TASK DATA>
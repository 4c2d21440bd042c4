use crate::catalog::Catalog;
use crate::error::{ApiError, Result};
use crate::ml::{combined_text, SimilarityIndex, TfidfVectorizer};
use crate::models::MovieRecommendation;
use std::cmp::Ordering;
use tracing::{debug, info};

/// How the text-to-vector transform is obtained at startup.
pub enum TransformMode {
    /// Learn vocabulary and IDF weights from the catalog itself.
    Fit,
    /// Reuse a previously fitted vectorizer; catalog terms outside its
    /// vocabulary contribute zero weight.
    Pretrained(TfidfVectorizer),
}

/// Content-based movie recommender.
///
/// Holds the catalog and the similarity index built over it. Both are
/// immutable after construction, so the service can be shared freely across
/// concurrent requests; `recommend` is a pure read.
pub struct RecommendationService {
    catalog: Catalog,
    index: SimilarityIndex,
}

impl RecommendationService {
    /// Build the vector space over the catalog and wrap it in a service.
    ///
    /// Fails on an empty catalog or a structurally broken pretrained
    /// vectorizer; both make every future query unanswerable, so they are
    /// startup-time fatal rather than per-query errors.
    pub fn build(catalog: Catalog, mode: TransformMode) -> Result<Self> {
        if catalog.is_empty() {
            return Err(ApiError::EmptyCatalog(
                "the movie catalog has no entries".to_string(),
            ));
        }

        let corpus: Vec<String> = catalog.iter().map(combined_text).collect();

        let matrix = match mode {
            TransformMode::Fit => {
                info!("Fitting TF-IDF vectorizer over {} movies", catalog.len());
                let (_, matrix) = TfidfVectorizer::fit_transform(&corpus)?;
                matrix
            }
            TransformMode::Pretrained(vectorizer) => {
                vectorizer.validate()?;
                info!(
                    "Applying pre-fitted TF-IDF vectorizer ({} terms) to {} movies",
                    vectorizer.dimension(),
                    catalog.len()
                );
                vectorizer.transform(&corpus)?
            }
        };

        debug!(
            "Built similarity matrix: {} movies x {} terms",
            matrix.nrows(),
            matrix.ncols()
        );

        Ok(Self {
            index: SimilarityIndex::new(matrix),
            catalog,
        })
    }

    pub fn catalog(&self) -> &Catalog {
        &self.catalog
    }

    /// Return up to `top_k` movies most similar to the one named `title`.
    ///
    /// An unknown title or `top_k == 0` yields an empty list; neither is an
    /// error. Duplicate titles resolve to their first catalog occurrence.
    /// Results are ordered by descending score, with equal scores ordered by
    /// ascending catalog index, and never include the queried movie itself.
    pub fn recommend(&self, title: &str, top_k: usize) -> Vec<MovieRecommendation> {
        if top_k == 0 {
            return Vec::new();
        }

        let Some(query_index) = self.catalog.index_of_title(title) else {
            info!("No catalog entry titled '{}'", title);
            return Vec::new();
        };

        let scores = self.index.similarity_row(query_index);

        let mut ranked: Vec<(usize, f32)> = scores.into_iter().enumerate().collect();
        ranked.sort_by(|a, b| {
            b.1.partial_cmp(&a.1)
                .unwrap_or(Ordering::Equal)
                .then(a.0.cmp(&b.0))
        });

        let results: Vec<MovieRecommendation> = ranked
            .into_iter()
            .filter(|&(index, _)| index != query_index)
            .take(top_k)
            .filter_map(|(index, score)| {
                self.catalog.get(index).map(|movie| MovieRecommendation {
                    movie: movie.clone(),
                    similarity_score: score,
                })
            })
            .collect();

        debug!(
            "Ranked {} recommendations for '{}' (top_k={})",
            results.len(),
            title,
            top_k
        );

        results
    }

    /// `recommend`, then drop entries missing both display fields (genres and
    /// overview). The filter runs after top-k selection and dropped slots are
    /// not backfilled, so fewer than `top_k` results can come back even when
    /// more candidates exist.
    pub fn recommend_for_display(&self, title: &str, top_k: usize) -> Vec<MovieRecommendation> {
        let mut results = self.recommend(title, top_k);
        results.retain(|r| r.movie.genres.is_some() || r.movie.overview.is_some());
        results
    }
}

#[cfg(test)]
mod tests {
    use super::*;
    use crate::models::Movie;

    fn movie(title: &str, genres: Option<&str>, overview: Option<&str>) -> Movie {
        Movie {
            title: Some(title.to_string()),
            genres: genres.map(str::to_string),
            overview: overview.map(str::to_string),
            tagline: None,
            production_companies: None,
            keywords: None,
        }
    }

    fn sample_catalog() -> Catalog {
        Catalog::from_movies(vec![
            movie("A", Some("scifi"), Some("space dream")),
            movie("B", Some("scifi"), Some("space dream")),
            movie("C", Some("romance"), Some("love story")),
        ])
    }

    fn sample_service() -> RecommendationService {
        RecommendationService::build(sample_catalog(), TransformMode::Fit).unwrap()
    }

    fn titles(results: &[MovieRecommendation]) -> Vec<&str> {
        results
            .iter()
            .map(|r| r.movie.title.as_deref().unwrap_or(""))
            .collect()
    }

    #[test]
    fn test_build_fails_on_empty_catalog() {
        let result = RecommendationService::build(Catalog::from_movies(Vec::new()), TransformMode::Fit);
        assert!(matches!(result, Err(ApiError::EmptyCatalog(_))));
    }

    #[test]
    fn test_build_fails_on_incompatible_pretrained_vectorizer() {
        let broken = TfidfVectorizer::from_parts(std::collections::HashMap::new(), Vec::new());
        let result = RecommendationService::build(sample_catalog(), TransformMode::Pretrained(broken));
        assert!(matches!(result, Err(ApiError::IncompatibleModel(_))));
    }

    #[test]
    fn test_identical_text_beats_unrelated_text() {
        let service = sample_service();
        let results = service.recommend("A", 1);

        assert_eq!(titles(&results), vec!["B"]);
        assert!((results[0].similarity_score - 1.0).abs() < 1e-5);
    }

    #[test]
    fn test_query_movie_is_never_recommended_to_itself() {
        let service = sample_service();
        for title in ["A", "B", "C"] {
            let results = service.recommend(title, 10);
            assert!(!titles(&results).contains(&title));
        }
    }

    #[test]
    fn test_result_size_is_bounded_by_top_k() {
        let service = sample_service();
        for top_k in 1..5 {
            assert!(service.recommend("A", top_k).len() <= top_k);
        }
    }

    #[test]
    fn test_fewer_than_top_k_candidates_returns_all_without_padding() {
        let service = sample_service();
        let results = service.recommend("A", 50);
        assert_eq!(results.len(), 2);
    }

    #[test]
    fn test_unknown_title_returns_empty_result() {
        let service = sample_service();
        assert!(service.recommend("__no_such_title__", 3).is_empty());
    }

    #[test]
    fn test_zero_top_k_returns_empty_result() {
        let service = sample_service();
        assert!(service.recommend("A", 0).is_empty());
    }

    #[test]
    fn test_recommend_is_deterministic() {
        let service = sample_service();
        let first = service.recommend("A", 3);
        let second = service.recommend("A", 3);

        assert_eq!(titles(&first), titles(&second));
        for (a, b) in first.iter().zip(&second) {
            assert_eq!(a.similarity_score, b.similarity_score);
        }
    }

    #[test]
    fn test_scores_are_non_increasing() {
        let service = sample_service();
        let results = service.recommend("C", 10);

        for pair in results.windows(2) {
            assert!(pair[0].similarity_score >= pair[1].similarity_score);
        }
    }

    #[test]
    fn test_equal_scores_order_by_catalog_index() {
        // Both candidates have text identical to the query, so both score 1.0
        // and only catalog order can separate them.
        let catalog = Catalog::from_movies(vec![
            movie("Query", Some("scifi"), Some("space dream")),
            movie("First", Some("scifi"), Some("space dream")),
            movie("Second", Some("scifi"), Some("space dream")),
        ]);
        let service = RecommendationService::build(catalog, TransformMode::Fit).unwrap();

        let results = service.recommend("Query", 2);
        assert_eq!(titles(&results), vec!["First", "Second"]);
    }

    #[test]
    fn test_duplicate_title_resolves_to_first_occurrence() {
        let catalog = Catalog::from_movies(vec![
            movie("Twin", Some("scifi"), Some("space dream")),
            movie("Other", Some("romance"), Some("love story")),
            movie("Twin", Some("romance"), Some("love story")),
        ]);
        let service = RecommendationService::build(catalog, TransformMode::Fit).unwrap();

        // The first "Twin" is the scifi one and shares no terms with "Other".
        // Had resolution picked the later duplicate, "Other" would match it
        // at full score instead.
        let results = service.recommend("Twin", 2);
        assert_eq!(results.len(), 2);
        assert_eq!(titles(&results)[0], "Other");
        assert!(results[0].similarity_score < 0.5);
    }

    #[test]
    fn test_movie_without_features_never_faults() {
        let catalog = Catalog::from_movies(vec![
            movie("A", Some("scifi"), Some("space dream")),
            movie("Blank", None, None),
            movie("C", Some("romance"), Some("love story")),
        ]);
        let service = RecommendationService::build(catalog, TransformMode::Fit).unwrap();

        let results = service.recommend("Blank", 10);
        assert_eq!(results.len(), 2);
        for result in &results {
            assert_eq!(result.similarity_score, 0.0);
        }
    }

    #[test]
    fn test_display_variant_drops_incomplete_entries_without_backfill() {
        let catalog = Catalog::from_movies(vec![
            movie("A", Some("scifi"), Some("space dream")),
            movie("B", Some("scifi"), Some("space dream")),
            movie("Blank", None, None),
        ]);
        let service = RecommendationService::build(catalog, TransformMode::Fit).unwrap();

        let unfiltered = service.recommend("A", 5);
        assert_eq!(titles(&unfiltered), vec!["B", "Blank"]);

        let filtered = service.recommend_for_display("A", 5);
        assert_eq!(titles(&filtered), vec!["B"]);
    }

    #[test]
    fn test_display_variant_keeps_entries_with_one_display_field() {
        let catalog = Catalog::from_movies(vec![
            movie("A", Some("scifi"), Some("space dream")),
            movie("GenreOnly", Some("scifi space dream"), None),
        ]);
        let service = RecommendationService::build(catalog, TransformMode::Fit).unwrap();

        let results = service.recommend_for_display("A", 5);
        assert_eq!(titles(&results), vec!["GenreOnly"]);
    }

    #[test]
    fn test_pretrained_mode_matches_fit_mode_on_same_corpus() {
        let corpus: Vec<String> = sample_catalog().iter().map(combined_text).collect();
        let vectorizer = TfidfVectorizer::fit(&corpus).unwrap();

        let fit_service = sample_service();
        let reuse_service =
            RecommendationService::build(sample_catalog(), TransformMode::Pretrained(vectorizer))
                .unwrap();

        let from_fit = fit_service.recommend("A", 2);
        let from_reuse = reuse_service.recommend("A", 2);

        assert_eq!(titles(&from_fit), titles(&from_reuse));
        for (a, b) in from_fit.iter().zip(&from_reuse) {
            assert!((a.similarity_score - b.similarity_score).abs() < 1e-6);
        }
    }

    #[test]
    fn test_pretrained_mode_tolerates_out_of_vocabulary_catalog() {
        let vectorizer = TfidfVectorizer::fit(&["scifi space dream"]).unwrap();

        let catalog = Catalog::from_movies(vec![
            movie("A", Some("scifi"), Some("space dream")),
            movie("New", Some("western"), Some("desert standoff")),
        ]);
        let service =
            RecommendationService::build(catalog, TransformMode::Pretrained(vectorizer)).unwrap();

        // "New" has no known terms, so it behaves like a zero vector.
        let results = service.recommend("New", 10);
        assert_eq!(results.len(), 1);
        assert_eq!(results[0].similarity_score, 0.0);
    }
}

EXERCISE PROMPT> Going through the entries above, show each line that contains "crate".

YOUR RESPONSE>
use crate::catalog::Catalog;
use crate::error::{ApiError, Result};
use crate::ml::{combined_text, SimilarityIndex, TfidfVectorizer};
use crate::models::MovieRecommendation;
    use crate::models::Movie;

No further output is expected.